By Kelly Kanayama
The “Archie Comics Forever: Celebrating 80 Years” panel opened to polite cheers — surprisingly polite, in fact, considering that the seats were almost 100 percent full. But that suited the tone of the next hour: pleasant, nothing too overwrought, and getting right down to business.
Moderator Ron Cacace, Archie Comics’ digital marketing manager, started things off by focusing on the company’s televisual content. Specifically, Riverdale Season 4, which premieres on October 9, and for which a trailer was shown promising DARK SECRETS (as though Riverdale has any other kind of secrets). Season 4 deals with Archie and company entering their senior year at Riverdale High, with all the sexy, campy drama the last year of high school entails in their bizarre universe. The first episode of the season honors the late Luke Perry, who portrayed Archie’s father Fred Andrews; Archie Comics CEO Jon Goldwater described it as “the best episode of television you’ll see all year.”
Next up for discussion was Netflix’s The Chilling Adventures of Sabrina. The panel revealed that Season 3 is set to finish filming in a few weeks, and promised more “epic”, “dark,” and “twisted” horror for the show’s next season.
The panel turned to the upcoming Katy Keene show, starring Pretty Little Liars’ Lucy Hale. In keeping with Katy’s general distance from Archie’s world in the comics, the show is set in New York, far from Riverdale’s DARK SECRETS. However, viewers can expect some degree of crossover, with Josie McCoy, played again by Ashleigh Murray, featuring in the show and bringing remnants of her Riverdale past to the Big Apple. We’ll also see “some iconic comic book characters coming to the screen for the first time” in Katy Keene, said Goldwater. Said characters appear to mainly come from the Josie and the Pussycats comic, including rich mean-guy/mean-girl twins Alex and Alexandra Cabot.
Overall, Katy Keene will be a more “optimistic” show than Riverdale, Goldwater said: “it’s fun, it’s light, it’s filled with music, but it’s also life in the big city, and…life in the big city can be a little challenging.”
Discussion then pivoted to a different medium: books. Specifically, the YA novels set in the universes of Riverdale and Chilling Adventures of Sabrina, developed in partnership with Scholastic. Their author Micol Ostow enthused about the near-limitless possibilities of writing in these universes, noting that “whatever the most arbitrary, crazy thing is you can think of, we’re doing it in the books.” This is especially the case for Riverdale, she said, but Sabrina provided unique opportunities to delve into full-on horror.

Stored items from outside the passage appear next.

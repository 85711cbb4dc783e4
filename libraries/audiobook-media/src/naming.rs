/// Display name for an uploaded track
///
/// Drops the extension, turns underscores into spaces and strips a leading
/// track number together with the separator after it, so that
/// `"01 - Prologue.mp3"` and `"02._The_Storm.mp3"` become `"Prologue"` and
/// `"The Storm"`.
pub fn track_name_from_file_name(file_name: &str) -> String {
    let stem = match file_name.rfind('.') {
        Some(dot) if dot > 0 && dot + 1 < file_name.len() && !file_name[dot..].contains('/') => {
            &file_name[..dot]
        }
        _ => file_name,
    };

    let spaced = stem.replace('_', " ");

    let rest = spaced.trim_start_matches(|c: char| c.is_ascii_digit());
    let name = if rest.len() < spaced.len() {
        rest.trim_start_matches(|c: char| c == '-' || c == '.' || c.is_whitespace())
    } else {
        spaced.as_str()
    };

    name.trim().to_string()
}
//! Client settings
//!
//! Key/value pairs with JSON-serialized values. The admin client keeps its
//! session id here.
//!
//! # Example
//!
//! ```rust,no_run
//! use audiobook_storage::settings;
//! # async fn example(pool: &sqlx::SqlitePool) -> Result<(), Box<dyn std::error::Error>> {
//! settings::set_setting(pool, "ui.page_size", &serde_json::json!(25)).await?;
//! let page_size = settings::get_setting(pool, "ui.page_size").await?;
//! # Ok(())
//! # }
//! ```

use sqlx::{Row, SqlitePool};

use crate::error::StorageError;

pub type Result<T> = std::result::Result<T, StorageError>;

/// Session id of this client install
pub const SETTING_SESSION_ID: &str = "session.id";

/// Get a single setting value
///
/// Returns `Ok(None)` if the key was never set.
pub async fn get_setting(pool: &SqlitePool, key: &str) -> Result<Option<serde_json::Value>> {
    let row = sqlx::query("SELECT value FROM settings WHERE key = ?")
        .bind(key)
        .fetch_optional(pool)
        .await?;

    match row {
        Some(row) => {
            let raw: String = row.get("value");
            let value: serde_json::Value = serde_json::from_str(&raw)
                .map_err(|e| StorageError::SerializationError(e.to_string()))?;
            Ok(Some(value))
        }
        None => Ok(None),
    }
}

/// Set a setting value, replacing any previous one
pub async fn set_setting(pool: &SqlitePool, key: &str, value: &serde_json::Value) -> Result<()> {
    let value_str =
        serde_json::to_string(value).map_err(|e| StorageError::SerializationError(e.to_string()))?;
    let now = chrono::Utc::now().timestamp();

    sqlx::query(
        "INSERT INTO settings (key, value, updated_at)
         VALUES (?, ?, ?)
         ON CONFLICT(key) DO UPDATE SET value = excluded.value, updated_at = excluded.updated_at",
    )
    .bind(key)
    .bind(value_str)
    .bind(now)
    .execute(pool)
    .await?;

    Ok(())
}

/// Delete a setting
///
/// Returns `Ok(true)` if a value was removed.
pub async fn delete_setting(pool: &SqlitePool, key: &str) -> Result<bool> {
    let result = sqlx::query("DELETE FROM settings WHERE key = ?")
        .bind(key)
        .execute(pool)
        .await?;

    Ok(result.rows_affected() > 0)
}
#[derive(clap::Args)]
struct AudiobookFields {
    #[arg(long)]
    name: String,
    #[arg(long)]
    author: Option<String>,
    #[arg(long)]
    description: Option<String>,
    /// Publication date, YYYY-MM-DD (defaults to today)
    #[arg(long)]
    date: Option<NaiveDate>,
    /// Cover focus: an anchor such as "top left" or "X% Y%"
    #[arg(long, default_value = "center")]
    thumbnail_position: ThumbnailPosition,
    /// Cover image to upload
    #[arg(long)]
    thumbnail: Option<PathBuf>,
}

impl AudiobookFields {
    fn draft(&self) -> AudiobookDraft {
        let mut draft = AudiobookDraft::named(self.name.clone());
        draft.author = self.author.clone();
        draft.description = self.description.clone();
        if let Some(date) = self.date {
            draft.created_date = date;
        }
        draft.thumbnail_position = self.thumbnail_position;
        draft
    }
}

#[derive(clap::Args)]
struct ChangedFields {
    #[arg(long)]
    name: Option<String>,
    /// New author; an empty value clears it
    #[arg(long)]
    author: Option<String>,
    /// New description; an empty value clears it
    #[arg(long)]
    description: Option<String>,
    #[arg(long)]
    date: Option<NaiveDate>,
    #[arg(long)]
    thumbnail_position: Option<ThumbnailPosition>,
    /// New cover image to upload
    #[arg(long)]
    thumbnail: Option<PathBuf>,
}

impl ChangedFields {
    fn changes(&self) -> AudiobookChanges {
        AudiobookChanges {
            name: self.name.clone(),
            author: self.author.clone(),
            description: self.description.clone(),
            created_date: self.date,
            thumbnail_position: self.thumbnail_position,
        }
    }
}

#[derive(Clone, Copy, ValueEnum)]
enum StrategyArg {
    Auto,
    TwoPhase,
    Transactional,
}
/// Local object storage - keeps blobs on disk
use crate::error::{ObjectStoreError, Result};
use async_trait::async_trait;
use audiobook_core::{keys, ObjectKey, ObjectStore};
use bytes::Bytes;
use std::path::{Path, PathBuf};
use tokio::fs;
use tracing::debug;

#[derive(Debug, Clone)]
pub struct LocalObjectStore {
    root: PathBuf,
    public_base_url: String,
}

impl LocalObjectStore {
    pub fn new(root: impl Into<PathBuf>, public_base_url: impl Into<String>) -> Self {
        Self {
            root: root.into(),
            public_base_url: public_base_url.into(),
        }
    }

    pub fn root(&self) -> &Path {
        &self.root
    }

    /// Path of the file backing `key`
    pub fn path_for(&self, key: &ObjectKey) -> Result<PathBuf> {
        let mut path = self.root.clone();
        for segment in key.segments() {
            if segment == "." || segment == ".." || segment.contains('\\') {
                return Err(ObjectStoreError::InvalidKey(key.to_string()));
            }
            path.push(segment);
        }
        if path == self.root {
            return Err(ObjectStoreError::InvalidKey(key.to_string()));
        }
        Ok(path)
    }

    /// Write a blob and return the public URL
    pub async fn store(&self, key: &ObjectKey, data: &[u8]) -> Result<String> {
        let path = self.path_for(key)?;

        // Ensure parent directory exists
        if let Some(parent) = path.parent() {
            fs::create_dir_all(parent).await?;
        }

        fs::write(&path, data).await?;
        debug!(key = %key, path = %path.display(), size = data.len(), "Stored object");

        Ok(keys::public_url(&self.public_base_url, key))
    }
}

#[async_trait]
impl ObjectStore for LocalObjectStore {
    async fn put_object(
        &self,
        key: &ObjectKey,
        _content_type: &str,
        body: Bytes,
    ) -> audiobook_core::Result<String> {
        Ok(self.store(key, &body).await?)
    }
}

Ostow also talked about her authorship on the Riverdale graphic novels, some of which are adaptations of the show and some of which are original stories set in the Riverdale-verse. She explained that she mainly seeks to explore the storylines that the show didn’t “get a chance to do,” and teased an original Riverdale graphic novel, The Ties That Bind, that comes out in 2020.
The panel then highlighted a recently published Archie Comics art book, The Archie Art of Francesco Francavilla, which collects the Afterlife With Archie artist’s work in a sleek hardcover. The reasoning behind the book, said Goldwater, was that Afterlife With Archie “was a watershed moment for our company.” Without Francavilla, he added, “I don’t know if there would be a Riverdale,” hence this collection honoring his accomplishments.
To lighten proceedings a bit, the panel discussed several upcoming romance and YA titles set in the main Archie Comics universe. First was Sabrina the Teenage Witch, a graphic novel written by Kelly Thompson with art by Veronica Fish, set for release later this year. It will be followed by Sabrina: Something Wicked in 2020 by the same creative team.
Readers can also enjoy Archie and Sabrina, a comic (out now) where the two title characters are dating — a pairing that might raise some eyebrows, but as the panel put it, “Let’s have a little fun. You know, Archie is Archie. He gets around!” January 2020 will see the debut of Archie and Katy Keene, a romance comic that pairs Archie with the alliterative fashionista, written by Mariko Tamaki and Kevin Panetta with art by Laura Braga. “There’s going to be fashion, there’s going to be fun, there’s going to be excitement.”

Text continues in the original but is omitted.